El rabo de los demonios

Entre las anécdotas que relata Ángel Fernández, una de las más curiosas es la que vivió cuando trabajaba como penado en las carreteras del Teide. Un día, él y sus compañeros bajaron a Vilaflor, donde el alcalde había dispuesto un recinto para que los presos capearan el frío y la lluvia. “Al entrar en el pueblo, un niño gritó “mamá, no tienen rabo”. Cuando preguntamos a la gente, nos dijeron que se había extendido la creencia de que los rojos éramos unos demonios, porque en las ventas había unos pósteres que decían “la barbarie roja”, donde se veía a un diablo con una horca atemorizando a todo el mundo”.

El destierro de Franco

Luana Studer y Guacimara Ramos son los dos técnicos de la Asociación de la Memoria Histórica de Tenerife que están realizando las entrevistas personales, base del relato de los hechos acaecidos entre 1936 y 1939 en el Archipiélago.

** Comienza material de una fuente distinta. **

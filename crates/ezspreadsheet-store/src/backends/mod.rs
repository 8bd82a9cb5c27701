pub mod csv;
pub mod xlsx;

pub use self::csv::{CsvReader, CsvWriter};
pub use self::xlsx::{XlsxReader, XlsxWriter};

Tras más de un año de trabajo han recogido unos 140 testimonios, tanto directos como indirectos. En opinión de ambos, “es muy complicado” hablar de cifras de víctimas de la Guerra Civil en Canarias. “Es algo complejo, porque debemos descartar hipótesis y desarrollar los datos y testimonios. Y no sólo hablamos de desaparecidos, sino de víctimas o represaliados en general”, afirma Studer. “Aquí sólo hubo matanzas indiscriminadas”, agrega su compañera Guacimara Ramos, quien recuerda que los muertos en combate tienen una categoría jurídica diferente a la de los desaparecidos. De aquellos días, los historiadores han confirmado el importante papel estratégico que jugaron las Islas. Franco, meses antes del inicio de la guerra, había sido desterrado a nivel político a Tenerife, y eso le ayudó a organizar el golpe militar. De hecho, exponen los técnicos, “cuando dejó el Archipiélago para dirigir la cúpula de los nacionales, siempre mantuvo un gran interés por la Isla; se interesó vivamente por cómo se organizaban las instituciones y por eliminar a sus detractores”.